_Action item_
Only the number is wanted: how many lines of these entries contain the word "SchemaCache"?

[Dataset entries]
────────────────

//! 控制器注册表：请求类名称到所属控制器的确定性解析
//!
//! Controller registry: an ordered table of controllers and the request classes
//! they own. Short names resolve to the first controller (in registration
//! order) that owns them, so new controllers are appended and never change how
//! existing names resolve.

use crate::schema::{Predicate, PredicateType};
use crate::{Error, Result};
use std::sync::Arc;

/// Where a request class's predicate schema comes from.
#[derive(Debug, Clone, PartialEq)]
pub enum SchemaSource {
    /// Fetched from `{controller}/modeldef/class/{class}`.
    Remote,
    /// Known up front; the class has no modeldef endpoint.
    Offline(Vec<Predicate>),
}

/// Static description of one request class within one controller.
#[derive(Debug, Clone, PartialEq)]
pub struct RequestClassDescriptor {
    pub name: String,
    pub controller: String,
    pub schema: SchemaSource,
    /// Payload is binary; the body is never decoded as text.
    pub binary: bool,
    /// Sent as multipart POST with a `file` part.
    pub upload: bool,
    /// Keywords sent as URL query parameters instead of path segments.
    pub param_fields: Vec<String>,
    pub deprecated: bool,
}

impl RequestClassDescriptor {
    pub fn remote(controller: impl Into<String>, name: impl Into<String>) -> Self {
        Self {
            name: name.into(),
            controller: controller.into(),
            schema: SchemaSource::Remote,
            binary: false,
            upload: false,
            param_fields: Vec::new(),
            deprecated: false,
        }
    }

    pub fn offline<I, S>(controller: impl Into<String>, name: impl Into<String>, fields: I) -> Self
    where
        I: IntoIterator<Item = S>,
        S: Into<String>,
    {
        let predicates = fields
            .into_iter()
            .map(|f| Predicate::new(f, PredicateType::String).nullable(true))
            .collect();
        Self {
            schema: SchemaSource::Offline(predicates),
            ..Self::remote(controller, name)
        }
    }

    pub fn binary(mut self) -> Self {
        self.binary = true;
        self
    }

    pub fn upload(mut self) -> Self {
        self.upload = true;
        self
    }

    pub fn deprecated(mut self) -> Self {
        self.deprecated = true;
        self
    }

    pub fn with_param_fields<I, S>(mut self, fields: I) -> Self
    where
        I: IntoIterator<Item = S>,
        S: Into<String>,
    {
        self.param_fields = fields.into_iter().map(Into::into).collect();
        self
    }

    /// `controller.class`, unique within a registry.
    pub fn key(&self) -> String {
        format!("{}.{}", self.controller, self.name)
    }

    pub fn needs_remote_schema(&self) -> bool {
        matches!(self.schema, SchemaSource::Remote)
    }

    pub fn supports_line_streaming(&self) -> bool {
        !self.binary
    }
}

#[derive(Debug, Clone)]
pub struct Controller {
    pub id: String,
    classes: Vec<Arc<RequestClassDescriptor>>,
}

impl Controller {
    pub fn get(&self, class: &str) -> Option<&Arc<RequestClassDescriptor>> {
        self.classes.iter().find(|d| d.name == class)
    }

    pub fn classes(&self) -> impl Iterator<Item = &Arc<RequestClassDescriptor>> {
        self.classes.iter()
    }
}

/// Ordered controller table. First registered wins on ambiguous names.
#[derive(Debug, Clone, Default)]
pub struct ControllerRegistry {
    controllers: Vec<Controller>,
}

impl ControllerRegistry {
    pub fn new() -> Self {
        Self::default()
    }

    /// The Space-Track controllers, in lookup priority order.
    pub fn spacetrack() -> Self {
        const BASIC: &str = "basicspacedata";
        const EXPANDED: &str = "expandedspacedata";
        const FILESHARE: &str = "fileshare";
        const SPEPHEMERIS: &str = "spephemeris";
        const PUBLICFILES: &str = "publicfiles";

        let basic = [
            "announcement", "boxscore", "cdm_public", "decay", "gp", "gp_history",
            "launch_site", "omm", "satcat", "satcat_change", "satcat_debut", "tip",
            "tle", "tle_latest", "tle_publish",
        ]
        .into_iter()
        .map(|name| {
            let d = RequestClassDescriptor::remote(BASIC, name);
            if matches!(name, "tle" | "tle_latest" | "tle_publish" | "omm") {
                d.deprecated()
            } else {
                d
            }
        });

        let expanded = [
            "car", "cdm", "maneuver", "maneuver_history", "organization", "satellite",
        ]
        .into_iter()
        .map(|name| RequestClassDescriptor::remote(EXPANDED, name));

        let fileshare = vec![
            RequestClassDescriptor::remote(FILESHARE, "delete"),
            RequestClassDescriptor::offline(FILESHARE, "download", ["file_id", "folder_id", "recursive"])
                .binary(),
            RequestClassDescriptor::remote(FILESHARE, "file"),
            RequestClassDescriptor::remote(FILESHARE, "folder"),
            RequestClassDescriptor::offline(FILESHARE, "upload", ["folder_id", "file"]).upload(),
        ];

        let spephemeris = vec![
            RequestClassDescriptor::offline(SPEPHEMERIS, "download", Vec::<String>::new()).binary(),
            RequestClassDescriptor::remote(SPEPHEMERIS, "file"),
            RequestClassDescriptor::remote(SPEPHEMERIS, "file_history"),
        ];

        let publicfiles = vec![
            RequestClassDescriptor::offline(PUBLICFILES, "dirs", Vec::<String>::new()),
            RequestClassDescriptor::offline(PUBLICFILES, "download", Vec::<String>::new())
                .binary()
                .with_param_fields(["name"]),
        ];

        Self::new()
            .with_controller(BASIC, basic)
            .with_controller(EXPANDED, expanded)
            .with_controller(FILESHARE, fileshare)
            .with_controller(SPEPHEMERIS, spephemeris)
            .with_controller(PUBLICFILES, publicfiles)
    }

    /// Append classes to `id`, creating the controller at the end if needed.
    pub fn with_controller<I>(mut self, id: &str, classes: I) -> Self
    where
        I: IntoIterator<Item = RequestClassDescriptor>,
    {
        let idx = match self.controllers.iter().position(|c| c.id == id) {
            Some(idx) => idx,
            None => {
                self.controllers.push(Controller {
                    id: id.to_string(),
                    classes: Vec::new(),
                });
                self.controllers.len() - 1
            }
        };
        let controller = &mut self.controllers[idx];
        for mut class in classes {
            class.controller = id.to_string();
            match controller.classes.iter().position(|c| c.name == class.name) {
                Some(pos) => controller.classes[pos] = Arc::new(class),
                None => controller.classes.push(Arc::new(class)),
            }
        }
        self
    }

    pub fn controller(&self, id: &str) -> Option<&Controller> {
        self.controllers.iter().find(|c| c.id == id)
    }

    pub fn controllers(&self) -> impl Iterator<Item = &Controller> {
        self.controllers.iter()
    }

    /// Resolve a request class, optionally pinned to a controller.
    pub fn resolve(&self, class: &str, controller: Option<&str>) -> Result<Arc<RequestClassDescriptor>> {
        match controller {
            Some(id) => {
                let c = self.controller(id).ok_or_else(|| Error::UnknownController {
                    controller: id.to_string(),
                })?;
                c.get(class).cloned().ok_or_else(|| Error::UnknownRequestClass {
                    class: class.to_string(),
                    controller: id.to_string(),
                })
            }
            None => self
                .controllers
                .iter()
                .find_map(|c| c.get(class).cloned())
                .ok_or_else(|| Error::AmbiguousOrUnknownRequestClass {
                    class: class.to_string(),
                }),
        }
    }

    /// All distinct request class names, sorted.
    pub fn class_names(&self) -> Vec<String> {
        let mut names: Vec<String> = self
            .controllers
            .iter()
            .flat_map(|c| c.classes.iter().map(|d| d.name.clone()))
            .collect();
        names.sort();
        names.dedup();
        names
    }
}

────────────────

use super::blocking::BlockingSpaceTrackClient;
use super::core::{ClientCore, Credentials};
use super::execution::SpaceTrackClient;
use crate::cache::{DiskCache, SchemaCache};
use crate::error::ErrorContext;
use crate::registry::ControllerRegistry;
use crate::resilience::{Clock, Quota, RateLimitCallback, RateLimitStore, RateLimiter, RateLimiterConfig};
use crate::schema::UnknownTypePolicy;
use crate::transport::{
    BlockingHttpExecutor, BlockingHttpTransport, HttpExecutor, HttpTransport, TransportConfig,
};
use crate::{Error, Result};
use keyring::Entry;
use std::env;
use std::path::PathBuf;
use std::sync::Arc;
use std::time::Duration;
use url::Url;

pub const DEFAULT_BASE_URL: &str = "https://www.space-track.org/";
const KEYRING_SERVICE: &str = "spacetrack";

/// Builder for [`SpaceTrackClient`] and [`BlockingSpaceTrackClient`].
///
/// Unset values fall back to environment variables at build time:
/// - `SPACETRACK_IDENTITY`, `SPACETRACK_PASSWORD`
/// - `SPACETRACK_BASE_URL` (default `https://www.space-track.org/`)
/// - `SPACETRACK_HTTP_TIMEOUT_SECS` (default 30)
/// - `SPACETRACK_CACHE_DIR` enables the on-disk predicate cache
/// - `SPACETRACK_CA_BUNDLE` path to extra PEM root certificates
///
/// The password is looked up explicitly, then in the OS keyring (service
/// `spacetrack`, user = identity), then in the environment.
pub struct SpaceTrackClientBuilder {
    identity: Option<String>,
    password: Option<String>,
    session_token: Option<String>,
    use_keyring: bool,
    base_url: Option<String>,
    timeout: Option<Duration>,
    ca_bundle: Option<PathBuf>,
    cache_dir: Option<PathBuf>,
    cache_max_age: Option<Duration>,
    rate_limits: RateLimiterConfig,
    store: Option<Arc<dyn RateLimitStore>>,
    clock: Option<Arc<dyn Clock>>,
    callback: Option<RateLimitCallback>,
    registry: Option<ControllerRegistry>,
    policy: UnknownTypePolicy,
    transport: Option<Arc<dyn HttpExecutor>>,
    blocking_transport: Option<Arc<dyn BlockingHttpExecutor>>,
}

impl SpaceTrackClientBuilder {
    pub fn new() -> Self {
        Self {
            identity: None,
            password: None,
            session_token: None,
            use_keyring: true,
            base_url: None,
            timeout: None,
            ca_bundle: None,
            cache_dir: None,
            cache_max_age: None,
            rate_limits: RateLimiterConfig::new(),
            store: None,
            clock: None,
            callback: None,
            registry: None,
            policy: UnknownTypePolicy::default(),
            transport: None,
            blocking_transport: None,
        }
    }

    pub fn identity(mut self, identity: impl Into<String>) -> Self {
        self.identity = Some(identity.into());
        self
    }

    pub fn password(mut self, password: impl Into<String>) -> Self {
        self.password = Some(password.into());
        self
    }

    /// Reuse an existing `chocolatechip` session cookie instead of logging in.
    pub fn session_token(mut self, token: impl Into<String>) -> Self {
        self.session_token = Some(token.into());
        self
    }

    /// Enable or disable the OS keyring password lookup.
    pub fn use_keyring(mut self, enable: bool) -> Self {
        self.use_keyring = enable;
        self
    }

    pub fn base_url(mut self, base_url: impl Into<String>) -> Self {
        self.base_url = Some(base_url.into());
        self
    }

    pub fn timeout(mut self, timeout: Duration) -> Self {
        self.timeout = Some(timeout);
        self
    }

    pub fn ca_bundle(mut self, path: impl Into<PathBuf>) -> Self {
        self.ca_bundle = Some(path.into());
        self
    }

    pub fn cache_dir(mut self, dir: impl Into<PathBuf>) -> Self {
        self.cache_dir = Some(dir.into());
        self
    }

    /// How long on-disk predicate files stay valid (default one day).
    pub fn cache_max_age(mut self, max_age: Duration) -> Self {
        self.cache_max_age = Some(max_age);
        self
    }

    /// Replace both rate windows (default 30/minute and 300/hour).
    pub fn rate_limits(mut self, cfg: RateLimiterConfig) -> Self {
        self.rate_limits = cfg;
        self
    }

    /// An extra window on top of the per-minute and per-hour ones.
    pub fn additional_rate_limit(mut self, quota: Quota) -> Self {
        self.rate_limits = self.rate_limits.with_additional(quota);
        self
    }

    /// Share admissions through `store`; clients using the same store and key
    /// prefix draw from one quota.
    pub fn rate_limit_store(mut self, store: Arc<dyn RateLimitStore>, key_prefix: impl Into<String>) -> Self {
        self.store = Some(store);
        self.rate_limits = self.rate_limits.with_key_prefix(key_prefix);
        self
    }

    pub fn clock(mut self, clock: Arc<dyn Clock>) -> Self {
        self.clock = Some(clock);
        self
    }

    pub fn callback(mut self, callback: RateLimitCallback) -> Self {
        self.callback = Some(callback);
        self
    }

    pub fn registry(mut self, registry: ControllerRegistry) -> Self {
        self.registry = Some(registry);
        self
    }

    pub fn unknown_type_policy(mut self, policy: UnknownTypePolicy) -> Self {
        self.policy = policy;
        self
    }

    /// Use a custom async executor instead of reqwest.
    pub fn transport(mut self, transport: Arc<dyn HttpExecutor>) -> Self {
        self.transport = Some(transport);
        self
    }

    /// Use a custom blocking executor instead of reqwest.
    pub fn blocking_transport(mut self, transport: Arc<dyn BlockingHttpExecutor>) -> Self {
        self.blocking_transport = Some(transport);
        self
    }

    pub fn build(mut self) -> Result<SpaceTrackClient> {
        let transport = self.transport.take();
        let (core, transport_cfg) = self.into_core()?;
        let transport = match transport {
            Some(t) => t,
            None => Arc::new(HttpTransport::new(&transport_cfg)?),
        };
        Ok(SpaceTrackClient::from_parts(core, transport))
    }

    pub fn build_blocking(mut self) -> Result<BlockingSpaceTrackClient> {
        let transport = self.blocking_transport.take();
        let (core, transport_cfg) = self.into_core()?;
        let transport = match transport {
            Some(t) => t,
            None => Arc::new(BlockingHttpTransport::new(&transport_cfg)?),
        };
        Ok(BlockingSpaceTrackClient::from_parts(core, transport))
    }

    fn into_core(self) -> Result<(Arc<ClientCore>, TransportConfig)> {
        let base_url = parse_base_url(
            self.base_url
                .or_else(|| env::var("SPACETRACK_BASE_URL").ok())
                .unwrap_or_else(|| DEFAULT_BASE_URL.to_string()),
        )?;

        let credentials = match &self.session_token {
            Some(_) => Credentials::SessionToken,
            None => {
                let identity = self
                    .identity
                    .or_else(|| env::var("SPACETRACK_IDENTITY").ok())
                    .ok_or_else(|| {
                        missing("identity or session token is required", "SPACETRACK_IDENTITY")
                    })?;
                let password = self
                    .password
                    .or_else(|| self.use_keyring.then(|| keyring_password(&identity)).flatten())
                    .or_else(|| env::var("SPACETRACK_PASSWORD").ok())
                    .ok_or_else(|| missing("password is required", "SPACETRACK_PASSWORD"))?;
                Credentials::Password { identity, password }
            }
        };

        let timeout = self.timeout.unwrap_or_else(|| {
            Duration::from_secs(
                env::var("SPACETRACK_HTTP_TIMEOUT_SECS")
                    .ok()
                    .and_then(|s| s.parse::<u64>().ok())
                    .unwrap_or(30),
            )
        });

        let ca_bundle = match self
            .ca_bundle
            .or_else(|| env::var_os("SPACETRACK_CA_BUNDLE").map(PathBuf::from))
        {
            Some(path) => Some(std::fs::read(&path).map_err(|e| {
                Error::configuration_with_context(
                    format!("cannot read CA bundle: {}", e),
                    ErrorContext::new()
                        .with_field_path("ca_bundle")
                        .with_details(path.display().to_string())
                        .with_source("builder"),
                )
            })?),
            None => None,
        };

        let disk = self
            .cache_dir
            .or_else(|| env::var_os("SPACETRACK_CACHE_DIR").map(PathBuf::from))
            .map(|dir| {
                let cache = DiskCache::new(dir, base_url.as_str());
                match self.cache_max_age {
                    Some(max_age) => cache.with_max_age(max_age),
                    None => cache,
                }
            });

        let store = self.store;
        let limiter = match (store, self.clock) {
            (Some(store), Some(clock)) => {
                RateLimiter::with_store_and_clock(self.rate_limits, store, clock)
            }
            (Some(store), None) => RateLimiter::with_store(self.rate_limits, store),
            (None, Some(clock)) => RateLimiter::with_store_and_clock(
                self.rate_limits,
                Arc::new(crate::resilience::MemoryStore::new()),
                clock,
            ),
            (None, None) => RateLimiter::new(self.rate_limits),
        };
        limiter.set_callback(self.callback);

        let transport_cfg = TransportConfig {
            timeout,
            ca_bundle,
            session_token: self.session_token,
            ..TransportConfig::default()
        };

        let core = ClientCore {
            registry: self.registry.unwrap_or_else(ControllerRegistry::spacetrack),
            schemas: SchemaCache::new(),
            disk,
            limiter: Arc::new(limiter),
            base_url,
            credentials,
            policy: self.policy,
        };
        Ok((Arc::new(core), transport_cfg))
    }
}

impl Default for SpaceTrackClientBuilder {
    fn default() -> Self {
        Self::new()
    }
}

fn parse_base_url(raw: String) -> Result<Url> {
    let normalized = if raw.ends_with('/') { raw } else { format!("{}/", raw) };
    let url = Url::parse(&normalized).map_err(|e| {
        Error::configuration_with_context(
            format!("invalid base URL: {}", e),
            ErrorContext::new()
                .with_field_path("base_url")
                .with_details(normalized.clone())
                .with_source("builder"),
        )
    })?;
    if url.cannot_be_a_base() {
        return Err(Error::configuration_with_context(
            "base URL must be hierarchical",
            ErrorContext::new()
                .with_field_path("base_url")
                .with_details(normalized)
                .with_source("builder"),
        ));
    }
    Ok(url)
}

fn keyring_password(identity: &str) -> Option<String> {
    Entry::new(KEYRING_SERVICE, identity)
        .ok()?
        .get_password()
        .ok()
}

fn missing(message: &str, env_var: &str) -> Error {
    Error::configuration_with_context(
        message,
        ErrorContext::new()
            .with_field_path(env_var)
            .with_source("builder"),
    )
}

────────────────

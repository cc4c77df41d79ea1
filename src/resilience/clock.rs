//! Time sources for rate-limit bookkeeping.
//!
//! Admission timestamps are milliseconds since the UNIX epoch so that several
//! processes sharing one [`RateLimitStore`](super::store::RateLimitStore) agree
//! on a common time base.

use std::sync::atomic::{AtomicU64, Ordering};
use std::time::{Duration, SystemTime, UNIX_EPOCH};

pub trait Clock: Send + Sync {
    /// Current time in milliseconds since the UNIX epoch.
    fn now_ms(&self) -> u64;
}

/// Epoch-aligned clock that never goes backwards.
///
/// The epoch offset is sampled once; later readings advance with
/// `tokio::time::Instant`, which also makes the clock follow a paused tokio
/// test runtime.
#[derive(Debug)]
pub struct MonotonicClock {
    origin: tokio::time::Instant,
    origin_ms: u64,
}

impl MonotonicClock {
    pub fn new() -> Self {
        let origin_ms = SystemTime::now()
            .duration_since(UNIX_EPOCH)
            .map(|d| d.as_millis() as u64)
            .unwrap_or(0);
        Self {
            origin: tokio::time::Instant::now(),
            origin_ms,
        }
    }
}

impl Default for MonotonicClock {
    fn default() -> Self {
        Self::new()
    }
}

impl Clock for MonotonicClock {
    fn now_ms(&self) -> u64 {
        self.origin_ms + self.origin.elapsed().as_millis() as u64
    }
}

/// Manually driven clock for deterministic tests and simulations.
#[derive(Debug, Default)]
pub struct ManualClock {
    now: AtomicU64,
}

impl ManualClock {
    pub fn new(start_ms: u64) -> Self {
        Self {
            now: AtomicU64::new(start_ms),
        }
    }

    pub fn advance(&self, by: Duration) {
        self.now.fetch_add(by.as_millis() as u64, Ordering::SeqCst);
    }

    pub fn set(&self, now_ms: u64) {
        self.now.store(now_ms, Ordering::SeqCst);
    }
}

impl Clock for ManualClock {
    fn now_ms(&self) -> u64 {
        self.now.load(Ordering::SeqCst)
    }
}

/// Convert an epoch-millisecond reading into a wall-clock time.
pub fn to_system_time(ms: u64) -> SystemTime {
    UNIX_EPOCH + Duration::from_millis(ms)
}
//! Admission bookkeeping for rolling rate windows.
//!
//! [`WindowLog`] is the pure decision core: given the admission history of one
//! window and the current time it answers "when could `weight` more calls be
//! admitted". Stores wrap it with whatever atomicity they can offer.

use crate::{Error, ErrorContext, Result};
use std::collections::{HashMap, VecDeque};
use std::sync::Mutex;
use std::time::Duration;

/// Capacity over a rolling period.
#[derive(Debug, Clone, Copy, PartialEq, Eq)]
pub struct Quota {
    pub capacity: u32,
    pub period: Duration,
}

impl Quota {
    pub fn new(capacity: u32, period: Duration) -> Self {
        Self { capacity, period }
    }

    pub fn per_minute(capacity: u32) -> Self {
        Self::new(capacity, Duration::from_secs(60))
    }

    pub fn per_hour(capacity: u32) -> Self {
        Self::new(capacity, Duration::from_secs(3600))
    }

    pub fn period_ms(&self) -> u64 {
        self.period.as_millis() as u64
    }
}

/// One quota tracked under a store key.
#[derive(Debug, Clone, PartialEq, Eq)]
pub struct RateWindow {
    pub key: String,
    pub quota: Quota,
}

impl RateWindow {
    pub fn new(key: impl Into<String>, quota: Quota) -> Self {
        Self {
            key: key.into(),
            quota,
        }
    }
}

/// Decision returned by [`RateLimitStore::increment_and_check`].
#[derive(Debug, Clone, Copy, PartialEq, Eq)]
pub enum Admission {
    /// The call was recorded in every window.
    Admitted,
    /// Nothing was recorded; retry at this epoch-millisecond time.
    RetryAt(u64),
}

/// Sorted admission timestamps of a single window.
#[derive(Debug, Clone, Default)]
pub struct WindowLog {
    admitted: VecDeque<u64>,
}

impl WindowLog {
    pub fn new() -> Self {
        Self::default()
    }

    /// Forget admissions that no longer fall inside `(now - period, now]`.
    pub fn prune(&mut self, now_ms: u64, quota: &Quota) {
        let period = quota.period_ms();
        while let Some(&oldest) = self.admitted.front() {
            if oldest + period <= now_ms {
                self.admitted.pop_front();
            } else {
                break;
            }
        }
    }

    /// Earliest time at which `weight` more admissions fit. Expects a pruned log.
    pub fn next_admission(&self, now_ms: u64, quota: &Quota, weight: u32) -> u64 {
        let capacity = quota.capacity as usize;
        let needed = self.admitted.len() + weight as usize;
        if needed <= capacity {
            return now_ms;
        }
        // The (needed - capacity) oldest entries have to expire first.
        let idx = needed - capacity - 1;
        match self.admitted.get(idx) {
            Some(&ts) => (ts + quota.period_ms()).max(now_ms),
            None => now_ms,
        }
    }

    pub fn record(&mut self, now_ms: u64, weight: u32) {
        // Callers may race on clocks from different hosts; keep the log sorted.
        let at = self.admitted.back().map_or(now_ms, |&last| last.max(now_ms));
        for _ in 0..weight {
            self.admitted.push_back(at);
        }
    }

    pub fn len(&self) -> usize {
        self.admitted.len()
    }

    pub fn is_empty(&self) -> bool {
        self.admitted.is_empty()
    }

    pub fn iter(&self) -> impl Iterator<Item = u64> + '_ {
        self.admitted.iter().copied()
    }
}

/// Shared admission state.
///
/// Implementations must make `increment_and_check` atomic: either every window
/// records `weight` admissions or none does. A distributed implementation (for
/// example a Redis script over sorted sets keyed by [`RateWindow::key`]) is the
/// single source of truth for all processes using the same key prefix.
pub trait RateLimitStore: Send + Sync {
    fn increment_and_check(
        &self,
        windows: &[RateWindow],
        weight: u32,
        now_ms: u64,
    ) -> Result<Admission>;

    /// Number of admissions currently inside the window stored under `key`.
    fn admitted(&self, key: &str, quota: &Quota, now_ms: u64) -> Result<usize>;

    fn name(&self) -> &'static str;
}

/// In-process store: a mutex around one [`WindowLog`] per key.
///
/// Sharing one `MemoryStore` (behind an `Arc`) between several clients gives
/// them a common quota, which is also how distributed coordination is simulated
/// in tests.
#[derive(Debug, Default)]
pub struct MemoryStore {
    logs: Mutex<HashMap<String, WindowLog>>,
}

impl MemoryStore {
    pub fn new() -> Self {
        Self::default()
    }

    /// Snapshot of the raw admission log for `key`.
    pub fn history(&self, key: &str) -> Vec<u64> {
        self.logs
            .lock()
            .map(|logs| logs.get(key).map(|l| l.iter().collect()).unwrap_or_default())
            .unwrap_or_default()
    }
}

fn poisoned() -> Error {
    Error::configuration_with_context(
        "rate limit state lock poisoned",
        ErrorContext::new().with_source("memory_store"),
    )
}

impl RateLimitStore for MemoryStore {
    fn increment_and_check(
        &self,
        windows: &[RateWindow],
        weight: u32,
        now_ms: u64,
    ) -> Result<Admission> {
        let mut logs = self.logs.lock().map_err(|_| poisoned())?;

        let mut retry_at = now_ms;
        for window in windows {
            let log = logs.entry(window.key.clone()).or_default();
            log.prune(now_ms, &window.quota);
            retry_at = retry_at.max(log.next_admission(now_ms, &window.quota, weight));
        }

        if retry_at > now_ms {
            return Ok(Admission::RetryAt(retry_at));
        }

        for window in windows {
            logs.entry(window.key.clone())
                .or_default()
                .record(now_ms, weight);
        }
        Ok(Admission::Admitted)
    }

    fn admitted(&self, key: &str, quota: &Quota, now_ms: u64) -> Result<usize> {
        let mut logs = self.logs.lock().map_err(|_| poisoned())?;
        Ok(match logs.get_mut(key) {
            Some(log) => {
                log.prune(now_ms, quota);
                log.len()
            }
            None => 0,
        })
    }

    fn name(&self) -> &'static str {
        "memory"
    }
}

────────────────

_Solution_
2